PROBLEM DETAILS: Each line below is to be written out once more, precisely as given.

(Collected data entries)
//! On-chain authorization registry
//!
//! The guard only ever asks one question of the registry: is this address
//! currently allowed to use the service?

use alloy_core::primitives::Address;
use async_trait::async_trait;

pub mod contract;
#[cfg(feature = "mocks")]
pub mod mock;

pub use contract::{ContractRegistry, ContractRegistryBuilder};
#[cfg(feature = "mocks")]
pub use mock::MockRegistry;

/// Error type for registry lookups
///
/// Any of these means the answer is unknown, never that the address is denied.
#[derive(Debug, Clone, PartialEq, Eq, thiserror::Error)]
pub enum RegistryError {
    /// Network or transport-related errors
    #[error("Transport error: {0}")]
    Transport(String),

    /// JSON-RPC errors returned by the node (e.g. reverted call)
    #[error("RPC error: {0}")]
    Rpc(String),

    /// The node answered something that is not an ABI encoded bool,
    /// usually a wrong contract address
    #[error("Invalid response: {0}")]
    InvalidResponse(String),

    /// Request timeout errors
    #[error("Request timeout")]
    Timeout,
}

pub type RegistryResult<T> = Result<T, RegistryError>;

/// Source of truth for whether an address may use the service
#[async_trait]
pub trait AuthorizationRegistry: Send + Sync {
    /// `Ok(false)` is a denial, `Err(_)` means the registry could not be consulted
    async fn is_authorized(&self, address: &Address) -> RegistryResult<bool>;
}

SOLVED EXERCISE:
//! On-chain authorization registry
//!
//! The guard only ever asks one question of the registry: is this address
//! currently allowed to use the service?

use alloy_core::primitives::Address;
use async_trait::async_trait;

pub mod contract;
#[cfg(feature = "mocks")]
pub mod mock;

pub use contract::{ContractRegistry, ContractRegistryBuilder};
#[cfg(feature = "mocks")]
pub use mock::MockRegistry;

/// Error type for registry lookups
///
/// Any of these means the answer is unknown, never that the address is denied.
#[derive(Debug, Clone, PartialEq, Eq, thiserror::Error)]
pub enum RegistryError {
    /// Network or transport-related errors
    #[error("Transport error: {0}")]
    Transport(String),

    /// JSON-RPC errors returned by the node (e.g. reverted call)
    #[error("RPC error: {0}")]
    Rpc(String),

    /// The node answered something that is not an ABI encoded bool,
    /// usually a wrong contract address
    #[error("Invalid response: {0}")]
    InvalidResponse(String),

    /// Request timeout errors
    #[error("Request timeout")]
    Timeout,
}

pub type RegistryResult<T> = Result<T, RegistryError>;

/// Source of truth for whether an address may use the service
#[async_trait]
pub trait AuthorizationRegistry: Send + Sync {
    /// `Ok(false)` is a denial, `Err(_)` means the registry could not be consulted
    async fn is_authorized(&self, address: &Address) -> RegistryResult<bool>;
}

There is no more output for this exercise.